[Stored entries]
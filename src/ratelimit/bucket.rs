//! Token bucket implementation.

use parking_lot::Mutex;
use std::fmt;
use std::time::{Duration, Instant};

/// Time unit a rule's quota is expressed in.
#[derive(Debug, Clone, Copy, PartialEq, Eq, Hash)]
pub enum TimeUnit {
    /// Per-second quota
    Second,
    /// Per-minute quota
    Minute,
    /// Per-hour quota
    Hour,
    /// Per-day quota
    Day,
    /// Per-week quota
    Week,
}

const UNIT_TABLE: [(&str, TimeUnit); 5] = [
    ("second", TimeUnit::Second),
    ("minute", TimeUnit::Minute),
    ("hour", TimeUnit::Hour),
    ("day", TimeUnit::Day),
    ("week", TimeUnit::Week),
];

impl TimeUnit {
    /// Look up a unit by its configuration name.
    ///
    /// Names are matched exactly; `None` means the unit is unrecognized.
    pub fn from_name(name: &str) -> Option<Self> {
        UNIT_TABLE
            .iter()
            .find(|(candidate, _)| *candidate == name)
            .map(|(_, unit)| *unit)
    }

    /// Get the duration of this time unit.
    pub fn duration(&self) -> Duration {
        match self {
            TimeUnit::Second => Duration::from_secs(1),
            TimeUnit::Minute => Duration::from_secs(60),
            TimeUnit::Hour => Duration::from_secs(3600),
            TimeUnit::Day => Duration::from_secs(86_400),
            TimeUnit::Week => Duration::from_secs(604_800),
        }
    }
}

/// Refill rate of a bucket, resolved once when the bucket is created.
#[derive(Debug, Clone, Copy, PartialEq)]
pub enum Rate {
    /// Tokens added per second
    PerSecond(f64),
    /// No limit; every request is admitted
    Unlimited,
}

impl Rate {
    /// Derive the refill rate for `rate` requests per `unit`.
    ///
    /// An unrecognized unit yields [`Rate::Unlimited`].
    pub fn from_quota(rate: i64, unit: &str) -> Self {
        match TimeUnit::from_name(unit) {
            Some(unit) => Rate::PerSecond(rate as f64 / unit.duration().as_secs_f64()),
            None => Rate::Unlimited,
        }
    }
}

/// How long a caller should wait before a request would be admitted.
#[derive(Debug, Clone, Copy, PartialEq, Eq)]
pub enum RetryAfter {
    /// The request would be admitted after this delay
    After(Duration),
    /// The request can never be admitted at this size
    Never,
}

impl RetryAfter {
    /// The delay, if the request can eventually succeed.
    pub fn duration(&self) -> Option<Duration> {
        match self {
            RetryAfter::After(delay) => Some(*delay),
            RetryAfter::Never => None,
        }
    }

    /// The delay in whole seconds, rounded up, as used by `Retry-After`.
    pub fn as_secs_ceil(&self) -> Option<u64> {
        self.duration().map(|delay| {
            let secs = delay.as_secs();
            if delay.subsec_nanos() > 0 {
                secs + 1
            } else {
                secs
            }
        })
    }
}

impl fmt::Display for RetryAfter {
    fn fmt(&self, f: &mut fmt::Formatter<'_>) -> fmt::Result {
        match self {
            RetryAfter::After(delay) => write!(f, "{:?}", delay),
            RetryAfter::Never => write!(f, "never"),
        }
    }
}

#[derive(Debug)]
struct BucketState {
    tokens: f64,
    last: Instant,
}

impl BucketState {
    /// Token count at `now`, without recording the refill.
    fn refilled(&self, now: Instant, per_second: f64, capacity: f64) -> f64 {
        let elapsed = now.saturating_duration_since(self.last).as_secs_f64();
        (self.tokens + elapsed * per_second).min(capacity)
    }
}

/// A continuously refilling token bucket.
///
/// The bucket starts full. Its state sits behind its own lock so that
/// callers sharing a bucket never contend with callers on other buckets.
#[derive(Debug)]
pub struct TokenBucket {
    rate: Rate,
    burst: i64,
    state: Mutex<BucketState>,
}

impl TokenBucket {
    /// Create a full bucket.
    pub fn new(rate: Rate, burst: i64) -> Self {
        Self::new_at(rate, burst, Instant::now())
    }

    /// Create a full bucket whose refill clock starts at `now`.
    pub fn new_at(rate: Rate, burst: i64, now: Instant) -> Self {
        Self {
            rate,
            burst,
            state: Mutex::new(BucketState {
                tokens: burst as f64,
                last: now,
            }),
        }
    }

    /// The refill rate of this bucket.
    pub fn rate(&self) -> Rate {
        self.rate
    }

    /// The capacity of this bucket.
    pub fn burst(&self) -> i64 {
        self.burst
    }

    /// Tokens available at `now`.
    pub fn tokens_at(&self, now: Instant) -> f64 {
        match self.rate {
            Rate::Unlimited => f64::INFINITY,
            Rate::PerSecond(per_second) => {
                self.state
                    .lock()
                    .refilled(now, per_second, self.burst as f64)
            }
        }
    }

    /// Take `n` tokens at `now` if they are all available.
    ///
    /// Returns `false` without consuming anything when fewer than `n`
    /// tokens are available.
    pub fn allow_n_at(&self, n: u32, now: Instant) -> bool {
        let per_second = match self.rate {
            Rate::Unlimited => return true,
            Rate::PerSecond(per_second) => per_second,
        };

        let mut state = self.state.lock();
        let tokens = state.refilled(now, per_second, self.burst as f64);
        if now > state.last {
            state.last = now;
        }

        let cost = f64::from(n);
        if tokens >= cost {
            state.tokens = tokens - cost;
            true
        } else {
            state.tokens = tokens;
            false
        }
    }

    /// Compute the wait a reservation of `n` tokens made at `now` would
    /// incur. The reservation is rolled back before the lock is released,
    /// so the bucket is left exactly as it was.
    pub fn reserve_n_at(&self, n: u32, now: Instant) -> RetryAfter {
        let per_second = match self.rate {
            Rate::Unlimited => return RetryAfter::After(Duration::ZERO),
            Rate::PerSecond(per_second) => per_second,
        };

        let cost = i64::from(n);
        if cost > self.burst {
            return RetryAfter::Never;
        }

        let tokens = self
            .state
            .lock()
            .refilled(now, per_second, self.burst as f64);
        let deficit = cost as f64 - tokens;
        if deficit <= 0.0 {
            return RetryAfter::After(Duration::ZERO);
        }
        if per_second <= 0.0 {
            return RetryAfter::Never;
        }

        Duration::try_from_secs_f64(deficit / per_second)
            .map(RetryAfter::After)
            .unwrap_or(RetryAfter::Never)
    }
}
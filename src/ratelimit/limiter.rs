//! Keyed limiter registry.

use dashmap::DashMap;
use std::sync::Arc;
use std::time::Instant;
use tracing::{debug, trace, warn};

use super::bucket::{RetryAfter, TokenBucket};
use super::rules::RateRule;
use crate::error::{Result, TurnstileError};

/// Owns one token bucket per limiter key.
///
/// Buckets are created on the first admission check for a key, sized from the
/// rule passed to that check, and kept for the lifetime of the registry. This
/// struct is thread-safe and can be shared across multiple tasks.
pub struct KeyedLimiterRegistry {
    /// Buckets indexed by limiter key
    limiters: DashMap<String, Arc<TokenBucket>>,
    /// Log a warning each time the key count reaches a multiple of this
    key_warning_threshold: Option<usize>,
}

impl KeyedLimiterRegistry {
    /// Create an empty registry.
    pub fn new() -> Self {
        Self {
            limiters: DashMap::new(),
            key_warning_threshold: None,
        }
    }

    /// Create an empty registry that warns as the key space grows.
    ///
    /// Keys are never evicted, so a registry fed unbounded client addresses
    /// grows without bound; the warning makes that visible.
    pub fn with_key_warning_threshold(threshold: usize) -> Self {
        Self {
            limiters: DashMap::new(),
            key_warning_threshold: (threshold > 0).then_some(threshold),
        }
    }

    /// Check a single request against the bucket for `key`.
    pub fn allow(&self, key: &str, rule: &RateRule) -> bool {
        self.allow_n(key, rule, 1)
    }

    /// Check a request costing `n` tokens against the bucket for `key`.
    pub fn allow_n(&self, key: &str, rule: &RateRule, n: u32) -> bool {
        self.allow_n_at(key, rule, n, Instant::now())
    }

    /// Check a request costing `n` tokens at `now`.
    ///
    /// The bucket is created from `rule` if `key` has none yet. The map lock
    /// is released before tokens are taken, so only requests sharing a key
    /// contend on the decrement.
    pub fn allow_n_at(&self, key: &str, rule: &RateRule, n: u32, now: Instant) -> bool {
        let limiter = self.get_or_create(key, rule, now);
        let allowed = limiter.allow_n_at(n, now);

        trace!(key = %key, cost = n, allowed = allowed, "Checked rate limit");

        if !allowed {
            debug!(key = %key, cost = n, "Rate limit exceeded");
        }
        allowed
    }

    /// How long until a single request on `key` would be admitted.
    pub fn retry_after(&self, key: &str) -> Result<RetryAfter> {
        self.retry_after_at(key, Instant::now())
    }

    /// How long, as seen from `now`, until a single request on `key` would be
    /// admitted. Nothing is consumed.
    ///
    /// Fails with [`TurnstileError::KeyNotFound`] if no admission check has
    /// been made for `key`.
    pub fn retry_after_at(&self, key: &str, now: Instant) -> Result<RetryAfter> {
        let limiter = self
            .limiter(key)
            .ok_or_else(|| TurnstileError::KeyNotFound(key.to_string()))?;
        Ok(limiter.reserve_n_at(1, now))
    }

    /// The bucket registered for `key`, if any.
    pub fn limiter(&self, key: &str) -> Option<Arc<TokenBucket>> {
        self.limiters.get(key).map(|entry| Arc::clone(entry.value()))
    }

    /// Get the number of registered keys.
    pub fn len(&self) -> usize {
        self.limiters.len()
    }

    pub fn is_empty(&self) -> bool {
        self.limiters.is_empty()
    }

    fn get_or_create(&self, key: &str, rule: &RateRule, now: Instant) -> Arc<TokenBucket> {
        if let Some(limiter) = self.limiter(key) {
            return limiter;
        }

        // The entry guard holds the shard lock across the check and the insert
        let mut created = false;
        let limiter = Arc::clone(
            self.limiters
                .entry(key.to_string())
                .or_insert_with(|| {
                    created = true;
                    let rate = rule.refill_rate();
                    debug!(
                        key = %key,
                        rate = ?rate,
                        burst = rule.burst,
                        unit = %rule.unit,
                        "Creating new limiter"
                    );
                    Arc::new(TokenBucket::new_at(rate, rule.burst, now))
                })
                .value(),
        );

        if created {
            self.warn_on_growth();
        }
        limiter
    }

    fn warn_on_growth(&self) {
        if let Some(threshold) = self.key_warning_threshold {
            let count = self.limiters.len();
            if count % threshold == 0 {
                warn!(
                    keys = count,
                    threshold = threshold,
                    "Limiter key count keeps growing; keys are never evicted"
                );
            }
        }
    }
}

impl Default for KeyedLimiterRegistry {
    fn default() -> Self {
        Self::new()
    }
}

TASK OBJECTIVE:
Above are some records. Copy each of their lines that holds the string "long".

PROBLEM SOLUTION:
/// How long a caller should wait before a request would be admitted.
    /// How long until a single request on `key` would be admitted.
    /// How long, as seen from `now`, until a single request on `key` would be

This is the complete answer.